この人たちが、特に特徴的で特有の側面を持つ世代なのかはよく解りません。表現性や連帯感、能力等、何か特徴でもあれば知りたいものです。
ただ、「Z世代に支持される」ということは、他の全世代には無視されていると思えますし、歌で言えば、桑田佳祐の「愛しのエリー」が登場した時のように。年齢問わず多くの世代が熱狂したのとは格段に違いを感じます。
世代的に「団塊世代」がよく取り上げられますが、彼らは同時に「ビートルズ世代」「全共闘運動世代」「ベビーブーム世代」などの分かりやすい特徴を持ち、イメージが持ちやすいのですが、Z世代の特徴とは、どんなものなのでしょうか?
「意味不明」と「シュールな表現」は違うもの
私は「意味不明」という表現をしましたが、意味不明な中にもカッコいいシュールな表現があると、別な味方や評価もできるのですが、この「新緑」の歌詞についてはシュールさも感じられません。

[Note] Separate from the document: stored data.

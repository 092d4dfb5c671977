//! Fake library entry for the `rack_agent` crate.
//!
//! Houses the command-line interface for the `rack_agent` binary, so that integration
//! tests can run the agent in-process.

extern crate core;

pub mod handler;
pub mod neighbours;
pub mod server;
pub mod validation;

use std::env;

use clap::{Parser, Subcommand};

use server::ServiceOptions;

/// Top-level CLI parser for `rack_agent`.
#[derive(Debug, Parser)]
#[command(name = env!("CARGO_PKG_NAME"))]
#[command(version = env!("CARGO_PKG_VERSION"))]
#[command(author = env!("CARGO_PKG_AUTHORS"))]
#[command(about = env!("CARGO_PKG_DESCRIPTION"))]
pub struct Cli {
    #[command(subcommand)]
    pub command: Command,
}

/// Subcommands available for `rack_agent` execution.
#[derive(Debug, Subcommand)]
pub enum Command {
    /// Answer signed scan requests from the region.
    Service(ServiceOptions),

    /// Print the neighbours the agent would currently report for the given CIDRs.
    Neighbours {
        /// Neighbour table to read.
        #[arg(long = "neighbours-file", default_value = neighbours::DEFAULT_NEIGHBOURS_FILE)]
        neighbours_file: String,
        /// CIDRs to filter by.
        cidrs: Vec<String>,
    },
}

pub fn inner_main(invocation: Cli) {
    match invocation.command {
        Command::Service(args) => {
            if let Err(e) = server::start_rack_agent(args) {
                eprintln!("Error running rack_agent: {e}");
            }
        }
        Command::Neighbours {
            neighbours_file,
            cidrs,
        } => match neighbours::scan_file(&neighbours_file, &cidrs) {
            Ok(found) => {
                for discovery in found {
                    println!("{} {}", discovery.ip, discovery.mac);
                }
            }
            Err(e) => eprintln!("Error reading neighbours: {e}"),
        },
    }
}
//! Partition of a subnet into classified runs plus allocation suggestions.
//!
//! Every address of the subnet is assigned exactly one [`AddressClass`]. When
//! several sources claim the same address the one with the highest precedence
//! wins, in this order: unusable, gateway, dynamic range, reserved range,
//! allocated, free. The per-class counts therefore always add up to the size
//! of the subnet.

use core::net::IpAddr;
use std::collections::BTreeMap;

use ipnet::IpNet;
use serde::Serialize;

use super::ordinal::{Span, address, ordinal};
use crate::{
    error::CoreError,
    model::{IpRange, IpRangeKind, same_family, unusable_addresses},
};

/// Classification of an address. Declaration order is precedence order,
/// lowest first.
#[derive(Debug, Clone, Copy, PartialEq, Eq, PartialOrd, Ord, Hash, Serialize)]
#[serde(rename_all = "snake_case")]
pub enum AddressClass {
    Free,
    Allocated,
    Reserved,
    Dynamic,
    Gateway,
    /// Network address, and the IPv4 broadcast address.
    Unusable,
}

impl From<IpRangeKind> for AddressClass {
    fn from(kind: IpRangeKind) -> Self {
        match kind {
            IpRangeKind::Dynamic => Self::Dynamic,
            IpRangeKind::Reserved => Self::Reserved,
        }
    }
}

/// Knobs for [`compute`].
#[derive(Debug, Clone, Copy, PartialEq, Eq)]
pub struct StatisticsSettings {
    /// Smallest free block, in addresses, worth suggesting. Values below 1 act as 1.
    pub min_suggestion_size: u128,
}

impl Default for StatisticsSettings {
    fn default() -> Self {
        Self {
            min_suggestion_size: 1,
        }
    }
}

/// Consistent view of one subnet, taken under the inventory lock.
#[derive(Debug, Clone, Copy)]
pub struct SubnetSnapshot<'snap> {
    pub cidr: IpNet,
    pub gateway: Option<IpAddr>,
    pub ranges: &'snap [IpRange],
    pub allocated: &'snap [IpAddr],
}

/// Contiguous run of addresses sharing a class.
#[derive(Debug, Clone, PartialEq, Eq, Serialize)]
pub struct Segment {
    pub start: IpAddr,
    pub end: IpAddr,
    pub num_addresses: u128,
    pub purpose: AddressClass,
}

#[derive(Debug, Clone, Copy, Default, PartialEq, Eq)]
pub struct ClassCounts {
    pub free: u128,
    pub allocated: u128,
    pub reserved: u128,
    pub dynamic: u128,
    pub gateway: u128,
    pub unusable: u128,
}

impl ClassCounts {
    fn add(&mut self, class: AddressClass, n: u128) {
        let slot = match class {
            AddressClass::Free => &mut self.free,
            AddressClass::Allocated => &mut self.allocated,
            AddressClass::Reserved => &mut self.reserved,
            AddressClass::Dynamic => &mut self.dynamic,
            AddressClass::Gateway => &mut self.gateway,
            AddressClass::Unusable => &mut self.unusable,
        };
        *slot += n;
    }

    #[must_use]
    pub const fn sum(&self) -> u128 {
        self.free + self.allocated + self.reserved + self.dynamic + self.gateway + self.unusable
    }
}

#[derive(Debug, Clone, PartialEq, Eq)]
pub struct AddressSpaceReport {
    pub cidr: IpNet,
    pub total_addresses: u128,
    pub counts: ClassCounts,
    /// Ordered, adjacent runs of equal class merged.
    pub segments: Vec<Segment>,
    pub largest_free: u128,
    pub suggested_dynamic_range: Option<Segment>,
    pub suggested_reserved_range: Option<Segment>,
    /// Only offered when the subnet has no gateway.
    pub suggested_gateway: Option<IpAddr>,
}

/// Which optional parts to include when rendering.
#[derive(Debug, Clone, Copy, Default, PartialEq, Eq)]
pub struct RenderOptions {
    pub include_ranges: bool,
    pub include_suggestions: bool,
}

#[derive(Debug, Clone, PartialEq, Eq, Serialize)]
pub struct RenderedStatistics {
    pub ip_version: u8,
    pub total_addresses: u128,
    pub num_available: u128,
    pub largest_available: u128,
    pub num_unavailable: u128,
    pub num_dynamic: u128,
    pub num_reserved: u128,
    pub num_allocated: u128,
    pub num_gateway: u128,
    pub num_unusable: u128,
    pub usage_percent: u128,
    pub usage_string: String,
    pub first_address: IpAddr,
    pub last_address: IpAddr,
    #[serde(skip_serializing_if = "Option::is_none")]
    pub ranges: Option<Vec<Segment>>,
    #[serde(skip_serializing_if = "Option::is_none")]
    pub suggested_gateway: Option<IpAddr>,
    #[serde(skip_serializing_if = "Option::is_none")]
    pub suggested_dynamic_range: Option<Segment>,
    #[serde(skip_serializing_if = "Option::is_none")]
    pub suggested_reserved_range: Option<Segment>,
}

impl AddressSpaceReport {
    /// Addresses that could ever be handed out.
    #[must_use]
    pub const fn usable(&self) -> u128 {
        self.total_addresses - self.counts.unusable
    }

    /// Usable addresses that are not free.
    #[must_use]
    pub const fn unavailable(&self) -> u128 {
        self.usable() - self.counts.free
    }

    /// Floor of the used share of usable addresses, in percent.
    #[must_use]
    pub fn usage_percent(&self) -> u128 {
        percent(self.unavailable(), self.usable())
    }

    #[must_use]
    pub fn render(&self, options: RenderOptions) -> RenderedStatistics {
        let suggestions = options.include_suggestions;
        RenderedStatistics {
            ip_version: match self.cidr {
                IpNet::V4(_) => 4,
                IpNet::V6(_) => 6,
            },
            total_addresses: self.total_addresses,
            num_available: self.counts.free,
            largest_available: self.largest_free,
            num_unavailable: self.unavailable(),
            num_dynamic: self.counts.dynamic,
            num_reserved: self.counts.reserved,
            num_allocated: self.counts.allocated,
            num_gateway: self.counts.gateway,
            num_unusable: self.counts.unusable,
            usage_percent: self.usage_percent(),
            usage_string: format!("{}%", self.usage_percent()),
            first_address: self.cidr.network(),
            last_address: self.cidr.broadcast(),
            ranges: options.include_ranges.then(|| self.segments.clone()),
            suggested_gateway: self.suggested_gateway.filter(|_| suggestions),
            suggested_dynamic_range: self
                .suggested_dynamic_range
                .clone()
                .filter(|_| suggestions),
            suggested_reserved_range: self
                .suggested_reserved_range
                .clone()
                .filter(|_| suggestions),
        }
    }
}

fn percent(part: u128, whole: u128) -> u128 {
    if whole == 0 {
        return 0;
    }
    // Only subnets beyond 2^121 addresses overflow the exact form; the share
    // is then computed on a coarser scale.
    part.checked_mul(100)
        .map_or_else(|| part / (whole / 100), |scaled| scaled / whole)
        .min(100)
}

/// Raises the class stored for a single address if `class` outranks it.
fn raise(points: &mut BTreeMap<u128, AddressClass>, at: u128, class: AddressClass) {
    let current = points.entry(at).or_insert(class);
    if class > *current {
        *current = class;
    }
}

/// Appends a span, merging it into the previous one when adjacent and equal.
fn push(spans: &mut Vec<Span<AddressClass>>, first: u128, last: u128, class: AddressClass) {
    if let Some(prev) = spans.last_mut()
        && prev.class == class
        && prev.last + 1 == first
    {
        prev.last = last;
        return;
    }
    spans.push(Span { first, last, class });
}

/// Lays the declared ranges over the subnet, filling the gaps with free space.
/// Overlapping ranges are tolerated: the earlier start wins.
fn range_layer(
    first: u128,
    last: u128,
    ranges: &[IpRange],
    family: IpAddr,
) -> Vec<Span<AddressClass>> {
    let mut declared: Vec<Span<AddressClass>> = ranges
        .iter()
        .filter(|r| same_family(r.start, family) && same_family(r.end, family))
        .filter_map(|r| {
            let start = ordinal(r.start).max(first);
            let end = ordinal(r.end).min(last);
            (start <= end).then_some(Span {
                first: start,
                last: end,
                class: r.kind.into(),
            })
        })
        .collect();
    declared.sort_unstable_by_key(|s| s.first);

    let mut layer = Vec::with_capacity(declared.len() * 2 + 1);
    let mut cursor = Some(first);
    for span in declared {
        let Some(from) = cursor else { break };
        let start = span.first.max(from);
        if start > span.last {
            continue;
        }
        if start > from {
            layer.push(Span {
                first: from,
                last: start - 1,
                class: AddressClass::Free,
            });
        }
        layer.push(Span {
            first: start,
            last: span.last,
            class: span.class,
        });
        cursor = (span.last < last).then(|| span.last + 1);
    }
    if let Some(from) = cursor {
        layer.push(Span {
            first: from,
            last,
            class: AddressClass::Free,
        });
    }
    layer
}

/// Picks the largest block of at least `min` addresses, lowest start on ties.
fn largest(blocks: &[Span<AddressClass>], min: u128, skip: Option<usize>) -> Option<usize> {
    let mut best: Option<(usize, u128)> = None;
    for (i, block) in blocks.iter().enumerate() {
        if Some(i) == skip || block.size() < min {
            continue;
        }
        if best.is_none_or(|(_, size)| block.size() > size) {
            best = Some((i, block.size()));
        }
    }
    best.map(|(i, _)| i)
}

/// Computes the statistics report for one subnet snapshot.
///
/// # Errors
///
/// Returns [`CoreError::Validation`] for `::/0`, whose size doesn't fit the
/// counting domain.
pub fn compute(
    snapshot: &SubnetSnapshot<'_>,
    settings: StatisticsSettings,
) -> Result<AddressSpaceReport, CoreError> {
    let cidr = snapshot.cidr.trunc();
    if matches!(cidr, IpNet::V6(_)) && cidr.prefix_len() == 0 {
        return Err(CoreError::validation(
            "The IPv6 default route ::/0 can't be counted",
        ));
    }
    let first = ordinal(cidr.network());
    let last = ordinal(cidr.broadcast());
    let family = cidr.addr();

    let mut points = BTreeMap::new();
    for ip in snapshot.allocated.iter().filter(|ip| cidr.contains(*ip)) {
        raise(&mut points, ordinal(*ip), AddressClass::Allocated);
    }
    if let Some(gateway) = snapshot.gateway.filter(|gw| cidr.contains(gw)) {
        raise(&mut points, ordinal(gateway), AddressClass::Gateway);
    }
    for ip in unusable_addresses(cidr) {
        raise(&mut points, ordinal(ip), AddressClass::Unusable);
    }

    let mut spans = Vec::new();
    for base in range_layer(first, last, snapshot.ranges, family) {
        let mut next = Some(base.first);
        for (&at, &class) in points.range(base.first..=base.last) {
            if class <= base.class {
                continue;
            }
            let Some(from) = next else { break };
            if at > from {
                push(&mut spans, from, at - 1, base.class);
            }
            push(&mut spans, at, at, class);
            next = at.checked_add(1);
        }
        if let Some(from) = next
            && from <= base.last
        {
            push(&mut spans, from, base.last, base.class);
        }
    }

    let mut counts = ClassCounts::default();
    for span in &spans {
        counts.add(span.class, span.size());
    }

    let free: Vec<_> = spans
        .iter()
        .filter(|s| s.class == AddressClass::Free)
        .copied()
        .collect();
    let min = settings.min_suggestion_size.max(1);
    let dynamic = largest(&free, min, None);
    let reserved = dynamic.and_then(|d| largest(&free, min, Some(d)));

    let to_segment = |span: &Span<AddressClass>| Segment {
        start: address(cidr, span.first),
        end: address(cidr, span.last),
        num_addresses: span.size(),
        purpose: span.class,
    };

    Ok(AddressSpaceReport {
        cidr,
        total_addresses: last - first + 1,
        counts,
        largest_free: free.iter().map(Span::size).max().unwrap_or(0),
        suggested_dynamic_range: dynamic.and_then(|i| free.get(i)).map(to_segment),
        suggested_reserved_range: reserved.and_then(|i| free.get(i)).map(to_segment),
        suggested_gateway: match snapshot.gateway {
            Some(_) => None,
            None => free.first().map(|span| address(cidr, span.first)),
        },
        segments: spans.iter().map(to_segment).collect(),
    })
}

シュールな表現では、またいろいろな歌を紹介できます。既に紹介したものもありますのでそちらを参照頂けるとありがたいです。ですから、この歌ももっとカッコいいシュールさを狙って作詞するという方法もあったのではないでしょうか?

この歌も寝起きのところではじまる、意味の分かりにくい歌なので比較してみてはと思い、載せてみました。
「Z世代」ではなく「団塊世代」の歌の歌詞です。
これは、歌詞に理解の難しい面はありますが、とても自由で窮屈さのない、シュールな面白さがあります。
いっそ石の流れに飛込んで
靴でもくわえて笑っていたい
いつものように
屋根にまたがって
噂話をのぞきこんでいる
生まれつきってわけでもないが
背中に大きな穴があいたまま
さあ忘れ物を思い出しとくれ
等の表現です。
窮屈な行き止まり感がなくて、どこか突き抜けた自由さがあるように思います。
団塊世代の登場したころ、其の中にヒッピーというドロップアウトした一団がありました。彼らには「平和」や「反戦」などの文化的主張めいたものもあったと言います。
ドロップアウトしているのに、現在の引きこもりのような窮屈感は感じられませんでした。
それと、以前から私の気になる2行ですが、
男は頭で恋をして
女は夜を知りすぎている
の2行は、長らく私の中の「真理」めいたものとして定着しています。
表現はシュールですが、言葉そのものは平易なものです。
「石の流れ」「靴を咥えて」「屋根にまたがって」「噂話」「背中に大きな穴が開いたまま」
明確な言葉が使われています。
「平易な言葉でシュールに描く」のがコツなのでしょうか。